April 2014SEATTLE — Scientists fully expect that the coast of Washington, Oregon, British Columbia and part of northern California to see a magnitude nine subduction zone earthquake again. It’s been 314 years since the last one in January of the year 1700. Scientists know of this quake because of written reports from Japan that recorded a tsunami. The reports of a giant wave also correlate with rings in old trees killed when marsh land along the Washington coast dropped several feet, allowing sea water to envelope their roots. This week, scientists with the University of Washington gathered 55 experts from around the region. Their goal: to step up efforts to prepare for the next magnitude nine earthquake in the Northwest and the ensuing recovery. “That’s the critical part. To be prepared and then to bounce back.” said John Vidale, Washington state’s seismologist and head of the Pacific Northwest Seismic Network. Vidale moderated the event. The project is called M9, as in magnitude 9. But the lessons learned from it could be applied to any major natural disaster in Washington, a state that’s currently recovering from the landslide near Oso on March 22 that killed at least 41 people.
In addition to earthquake scientists, M9 participants included structural engineers, transportation experts, and representatives from the insurance industry, social scientists, oceanographers, tsunami specialists and emergency managers.
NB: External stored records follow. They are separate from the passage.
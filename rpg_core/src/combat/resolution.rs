//! Battle end - Rewards on victory, respawn on defeat

use super::{Battle, BattleOutcome, BattleRewards};
use crate::data::MissionKind;
use crate::hooks::GameEvent;
use crate::mission::MissionTracker;
use rand::seq::SliceRandom;
use rand::Rng;
use tracing::info;

impl<'a, R: Rng> Battle<'a, R> {
    pub(crate) fn resolve_victory(&mut self, missions: &mut dyn MissionTracker) {
        self.report.outcome = BattleOutcome::Victory;
        let foe_name = self.foe.name().to_string();

        if self.foe.is_boss() {
            self.player.bosses_killed.insert(foe_name.clone(), self.now);
        }

        let enemy = self.foe.enemy();
        let mut rewards = BattleRewards {
            experience: enemy.experience_reward,
            gold: enemy.gold_reward,
            ..BattleRewards::default()
        };

        let level_ups = self.player.gain_experience(rewards.experience);
        for level_up in &level_ups {
            self.hooks.publish(&GameEvent::LevelUp {
                level: level_up.level,
            });
        }
        self.report.level_ups = level_ups;
        self.player.gold = self.player.gold.saturating_add(rewards.gold);

        let mut completed = missions.update_mission_progress(MissionKind::Kill, &foe_name, 1);

        let loot_table = &self.foe.enemy().loot_table;
        if !loot_table.is_empty() && self.rng.gen::<f64>() < self.constants.battle.loot_drop_chance {
            if let Some(item_id) = loot_table.choose(self.rng).cloned() {
                self.player.inventory.add(item_id.clone());
                self.hooks.publish(&GameEvent::ItemAcquired {
                    item_id: item_id.clone(),
                });
                completed.extend(missions.update_mission_progress(MissionKind::Collect, &item_id, 1));
                rewards.loot = Some(item_id);
            }
        }

        for (_, def) in self.player.companion_defs(self.data) {
            if def.post_battle_heal > 0 {
                rewards.post_battle_heal += self.player.heal(def.post_battle_heal);
            }
        }

        for mission_id in &completed {
            self.hooks.publish(&GameEvent::MissionComplete {
                mission_id: mission_id.clone(),
            });
        }
        self.report.missions_completed = completed;

        info!(
            foe = %foe_name,
            experience = rewards.experience,
            gold = rewards.gold,
            loot = ?rewards.loot,
            "victory"
        );
        self.report.rewards = Some(rewards);
    }

    /// Wake up in the starting area with half the stored hp and mp maxima.
    ///
    /// Buff bonuses are not counted; nothing is taken.
    pub(crate) fn resolve_defeat(&mut self) {
        self.report.outcome = BattleOutcome::Defeat;
        self.player.hp = (self.player.stats.max_hp / 2).min(self.player.effective_max_hp());
        self.player.mp = (self.player.stats.max_mp / 2).min(self.player.effective_max_mp());
        let area = self.constants.progression.starting_area.clone();
        info!(foe = %self.foe.name(), respawn = %area, "defeat");
        self.report.respawn_area = Some(area);
    }
}

#[cfg(test)]
mod tests {
    use super::*;
    use crate::buff::{BuffModifiers, ModifierKey};
    use crate::combat::{BattleOutcome, ScriptedInput};
    use crate::config::GameConstants;
    use crate::data::EnemyDef;
    use crate::foe::{Boss, Enemy, Foe};
    use crate::hooks::{EventBus, EventKind, HookResponse};
    use crate::mission::MissionLog;
    use crate::testing::{fixed_draw, sample_data, warrior};
    use chrono::TimeZone;
    use rand::rngs::mock::StepRng;
    use std::cell::RefCell;
    use std::rc::Rc;

    #[test]
    fn test_victory_rewards_loot_and_missions() {
        let data = sample_data();
        let constants = GameConstants::default();
        let mut hero = warrior(&data);
        hero.stats.attack = 100;
        let mut missions = MissionLog::new();
        missions.accept("goblin_trouble", &data).unwrap();
        missions.accept("herbalist", &data).unwrap();

        let acquired = Rc::new(RefCell::new(Vec::new()));
        let sink = Rc::clone(&acquired);
        let mut hooks = EventBus::new();
        hooks.subscribe(EventKind::ItemAcquired, move |event| {
            sink.borrow_mut().push(event.clone());
            HookResponse::Continue
        });
        // 0.0 draws: loot drops and the first table entry is picked
        let mut rng = StepRng::new(0, 0);

        let goblin = Foe::from(Enemy::from_def(&data.enemies["goblin"]));
        let report = Battle::new(&mut hero, goblin, &data, &constants, &mut hooks, &mut rng)
            .run(&mut ScriptedInput::default(), &mut missions);

        assert_eq!(report.outcome, BattleOutcome::Victory);
        let rewards = report.rewards.unwrap();
        assert_eq!(rewards.experience, 25);
        assert_eq!(rewards.gold, 10);
        assert_eq!(rewards.loot.as_deref(), Some("goblin_ear"));
        assert_eq!(hero.gold, 110);
        assert_eq!(hero.experience, 25);
        assert!(hero.inventory.contains("goblin_ear"));
        assert_eq!(missions.progress["goblin_trouble"].current_count, 1);
        assert_eq!(missions.progress["herbalist"].current_counts["goblin_ear"], 1);
        assert_eq!(acquired.borrow().len(), 1);
    }

    #[test]
    fn test_no_loot_on_failed_roll() {
        let data = sample_data();
        let constants = GameConstants::default();
        let mut hero = warrior(&data);
        hero.stats.attack = 100;
        let mut hooks = EventBus::new();
        let mut rng = fixed_draw(0.75);
        let mut missions = MissionLog::new();

        let wolf = Foe::from(Enemy::from_def(&data.enemies["wolf"]));
        let report = Battle::new(&mut hero, wolf, &data, &constants, &mut hooks, &mut rng)
            .run(&mut ScriptedInput::default(), &mut missions);

        assert_eq!(report.rewards.unwrap().loot, None);
        assert!(hero.inventory.is_empty());
    }

    #[test]
    fn test_boss_kill_is_timestamped() {
        let data = sample_data();
        let constants = GameConstants::default();
        let mut hero = warrior(&data);
        hero.stats.attack = 1000;
        hero.stats.speed = 100;
        let mut hooks = EventBus::new();
        let mut rng = fixed_draw(0.9);
        let mut missions = MissionLog::new();
        let now = chrono::Utc.with_ymd_and_hms(2024, 5, 1, 12, 0, 0).unwrap();

        let king = Foe::from(Boss::from_def(&data.bosses["goblin_king"]));
        let report = Battle::new(&mut hero, king, &data, &constants, &mut hooks, &mut rng)
            .at(now)
            .run(&mut ScriptedInput::default(), &mut missions);

        assert_eq!(report.outcome, BattleOutcome::Victory);
        assert_eq!(hero.bosses_killed.get("Goblin King"), Some(&now));
    }

    #[test]
    fn test_level_up_publishes_event() {
        let data = sample_data();
        let constants = GameConstants::default();
        let mut hero = warrior(&data);
        hero.stats.attack = 100;
        let levels = Rc::new(RefCell::new(Vec::new()));
        let sink = Rc::clone(&levels);
        let mut hooks = EventBus::new();
        hooks.subscribe(EventKind::LevelUp, move |event| {
            if let GameEvent::LevelUp { level } = event {
                sink.borrow_mut().push(*level);
            }
            HookResponse::Continue
        });
        let mut rng = fixed_draw(0.9);
        let mut missions = MissionLog::new();

        let mut skeleton = Enemy::from_def(&data.enemies["skeleton"]);
        skeleton.experience_reward = 260;
        let report = Battle::new(&mut hero, Foe::from(skeleton), &data, &constants, &mut hooks, &mut rng)
            .run(&mut ScriptedInput::default(), &mut missions);

        // 100 to reach 2, then 150 to reach 3
        assert_eq!(*levels.borrow(), vec![2, 3]);
        assert_eq!(report.level_ups.len(), 2);
        assert_eq!(hero.level, 3);
        assert_eq!(hero.experience, 10);
    }

    #[test]
    fn test_defeat_halves_and_respawns() {
        let data = sample_data();
        let constants = GameConstants::default();
        let mut hero = warrior(&data);
        hero.hp = 5;
        hero.gold = 77;
        hero.inventory.add("herb");
        let mut hooks = EventBus::new();
        let mut rng = StepRng::new(0, 0);
        let mut missions = MissionLog::new();

        let ogre = Foe::from(Enemy::from_def(&EnemyDef {
            name: "Ogre".to_string(),
            hp: 500,
            attack: 100,
            defense: 0,
            speed: 50,
            experience_reward: 0,
            gold_reward: 0,
            loot_table: vec![],
        }));
        let report = Battle::new(&mut hero, ogre, &data, &constants, &mut hooks, &mut rng)
            .run(&mut ScriptedInput::default(), &mut missions);

        assert_eq!(report.outcome, BattleOutcome::Defeat);
        assert_eq!(report.respawn_area.as_deref(), Some("starting_village"));
        assert_eq!(hero.hp, 60);
        assert_eq!(hero.mp, 15);
        assert_eq!(hero.gold, 77);
        assert_eq!(hero.inventory.count("herb"), 1);
    }

    #[test]
    fn test_defeat_ignores_buffed_maxima() {
        let data = sample_data();
        let constants = GameConstants::default();
        let mut hero = warrior(&data);
        hero.apply_buff(
            "Vigor",
            99,
            BuffModifiers::new()
                .with(ModifierKey::HpBonus, 40)
                .with(ModifierKey::MpBonus, 10),
        );
        hero.hp = 5;
        let mut hooks = EventBus::new();
        let mut rng = StepRng::new(0, 0);
        let mut missions = MissionLog::new();

        let ogre = Foe::from(Enemy::from_def(&EnemyDef {
            name: "Ogre".to_string(),
            hp: 500,
            attack: 100,
            defense: 0,
            speed: 50,
            experience_reward: 0,
            gold_reward: 0,
            loot_table: vec![],
        }));
        let report = Battle::new(&mut hero, ogre, &data, &constants, &mut hooks, &mut rng)
            .run(&mut ScriptedInput::default(), &mut missions);

        assert_eq!(report.outcome, BattleOutcome::Defeat);
        assert_eq!(hero.effective_max_hp(), 160);
        assert_eq!(hero.hp, 60);
        assert_eq!(hero.mp, 15);
    }
}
The plan is to update the science to better prepare everything from skyscrapers to bridges to people in their own homes for when a mega-quake hits. “People may not be preparing themselves adequately for the kind of disaster that’s going to happen,” said Ann Bostrom with the U.W. Evans School of Public Affairs. But she added that the big quake is just one scenario that threatens people and homeowners. “I do think about insurance, about the preparations people can do. I think about the mental preparations people have to do in order to plan for all kinds of hazards, and what we can do in our risk communications projects to help people do that,” Bostrom said. Interdisciplinary efforts have happened before, at meetings and conferences. But this time it’s a bigger commitment to work together: a three year, $4 million project financed by a grant from the National Science Foundation. The risk from violent shaking and a tsunami is not just confined to coastal communities. The Seattle area is also considered at an elevated risk. The city and some of the surrounding area sits on a basin of softer soil and rock surrounded by harder materials. That could trap earthquake waves and cause them to resonate for a longer period of time, creating more damage. An area of further study is how those earthquake waves, particularly ones of certain frequencies will effect tall downtown buildings. –KREM
This entry was posted in Dormant fault activation, Earth Changes, Earth Watch, Earthquake Omens?, High-risk potential hazard zone, Lithosphere collapse & fisssure, Potential Earthchange hotspot, Seismic tremors, Signs of Magnetic Field weakening, Strange high tides & freak waves, Tectonic plate movement, Time - Event Acceleration, Volcano Watch. Bookmark the permalink.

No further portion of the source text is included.